» INPUT FOR THIS TASK:
· · · · · · ·
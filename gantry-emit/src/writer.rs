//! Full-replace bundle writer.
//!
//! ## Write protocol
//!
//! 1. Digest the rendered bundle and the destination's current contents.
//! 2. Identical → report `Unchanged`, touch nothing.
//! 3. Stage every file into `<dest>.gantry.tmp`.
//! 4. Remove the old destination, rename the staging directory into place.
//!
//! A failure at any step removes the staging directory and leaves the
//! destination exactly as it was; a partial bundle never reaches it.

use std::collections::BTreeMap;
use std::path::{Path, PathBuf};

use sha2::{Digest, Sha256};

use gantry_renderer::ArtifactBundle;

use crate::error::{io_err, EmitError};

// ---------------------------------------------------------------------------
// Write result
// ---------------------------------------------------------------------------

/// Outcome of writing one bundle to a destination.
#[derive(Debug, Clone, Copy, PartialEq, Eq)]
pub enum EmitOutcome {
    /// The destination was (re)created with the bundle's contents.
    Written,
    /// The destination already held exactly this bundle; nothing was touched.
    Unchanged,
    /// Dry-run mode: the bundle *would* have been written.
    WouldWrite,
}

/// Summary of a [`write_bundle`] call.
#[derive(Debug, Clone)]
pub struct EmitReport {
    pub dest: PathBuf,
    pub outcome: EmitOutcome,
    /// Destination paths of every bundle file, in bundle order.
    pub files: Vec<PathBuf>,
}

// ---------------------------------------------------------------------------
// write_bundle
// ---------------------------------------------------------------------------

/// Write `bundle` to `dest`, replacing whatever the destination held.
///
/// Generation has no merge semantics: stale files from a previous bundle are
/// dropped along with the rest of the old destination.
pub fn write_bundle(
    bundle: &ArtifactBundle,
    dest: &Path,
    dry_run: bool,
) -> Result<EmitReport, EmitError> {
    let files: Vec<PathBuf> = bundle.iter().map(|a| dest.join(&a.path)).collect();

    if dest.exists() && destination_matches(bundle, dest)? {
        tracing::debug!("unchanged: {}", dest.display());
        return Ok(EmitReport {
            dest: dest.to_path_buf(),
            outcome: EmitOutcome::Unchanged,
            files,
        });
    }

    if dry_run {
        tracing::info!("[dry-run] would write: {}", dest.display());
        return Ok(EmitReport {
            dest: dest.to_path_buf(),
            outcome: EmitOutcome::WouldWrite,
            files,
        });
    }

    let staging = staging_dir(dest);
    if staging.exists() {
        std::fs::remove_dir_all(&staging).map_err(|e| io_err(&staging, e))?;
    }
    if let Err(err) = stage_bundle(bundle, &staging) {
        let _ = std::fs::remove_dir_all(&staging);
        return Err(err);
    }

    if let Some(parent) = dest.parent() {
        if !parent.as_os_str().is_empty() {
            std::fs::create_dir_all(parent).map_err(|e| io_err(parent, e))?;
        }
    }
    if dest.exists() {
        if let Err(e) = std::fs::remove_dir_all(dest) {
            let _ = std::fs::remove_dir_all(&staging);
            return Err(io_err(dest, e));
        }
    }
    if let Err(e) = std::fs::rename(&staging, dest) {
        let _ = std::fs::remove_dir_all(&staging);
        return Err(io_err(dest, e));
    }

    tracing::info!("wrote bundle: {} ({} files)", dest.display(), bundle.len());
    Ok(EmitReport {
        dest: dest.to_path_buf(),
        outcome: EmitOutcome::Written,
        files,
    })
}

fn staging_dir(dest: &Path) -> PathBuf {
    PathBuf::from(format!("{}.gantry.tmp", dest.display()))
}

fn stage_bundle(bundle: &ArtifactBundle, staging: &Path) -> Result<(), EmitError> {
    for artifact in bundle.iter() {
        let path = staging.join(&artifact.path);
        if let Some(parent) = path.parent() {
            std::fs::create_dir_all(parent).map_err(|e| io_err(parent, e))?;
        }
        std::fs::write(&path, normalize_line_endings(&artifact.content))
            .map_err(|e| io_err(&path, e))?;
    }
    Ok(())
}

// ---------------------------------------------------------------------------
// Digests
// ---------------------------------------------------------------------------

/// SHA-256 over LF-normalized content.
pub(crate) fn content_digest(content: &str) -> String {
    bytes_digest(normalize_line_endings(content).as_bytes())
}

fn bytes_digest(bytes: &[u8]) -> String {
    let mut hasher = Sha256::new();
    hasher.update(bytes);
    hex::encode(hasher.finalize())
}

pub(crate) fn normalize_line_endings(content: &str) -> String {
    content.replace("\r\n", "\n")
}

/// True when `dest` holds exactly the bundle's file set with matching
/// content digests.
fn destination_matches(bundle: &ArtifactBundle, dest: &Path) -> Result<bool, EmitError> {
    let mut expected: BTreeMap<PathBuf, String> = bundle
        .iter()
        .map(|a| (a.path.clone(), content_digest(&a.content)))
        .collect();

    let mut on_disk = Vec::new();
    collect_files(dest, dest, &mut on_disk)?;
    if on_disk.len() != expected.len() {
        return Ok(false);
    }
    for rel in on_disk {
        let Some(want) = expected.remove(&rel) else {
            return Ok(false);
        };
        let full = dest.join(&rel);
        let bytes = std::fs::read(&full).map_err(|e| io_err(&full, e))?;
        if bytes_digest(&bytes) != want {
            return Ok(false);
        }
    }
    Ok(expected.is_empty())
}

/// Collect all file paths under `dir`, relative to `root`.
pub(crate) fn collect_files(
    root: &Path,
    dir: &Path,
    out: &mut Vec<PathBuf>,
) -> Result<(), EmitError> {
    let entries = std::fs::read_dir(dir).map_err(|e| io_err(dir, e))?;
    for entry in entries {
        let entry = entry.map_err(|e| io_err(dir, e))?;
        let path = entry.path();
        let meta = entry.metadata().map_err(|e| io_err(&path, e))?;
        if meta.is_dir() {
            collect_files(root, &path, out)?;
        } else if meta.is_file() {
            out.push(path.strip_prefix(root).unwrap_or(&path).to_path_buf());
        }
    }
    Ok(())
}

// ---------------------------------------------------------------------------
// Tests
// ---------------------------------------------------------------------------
· · · · · · ·
» DESCRIPTION OF THE TASK: Only one number is wanted: how many lines of the data above include the word "entries".

» YOUR SOLUTION: 2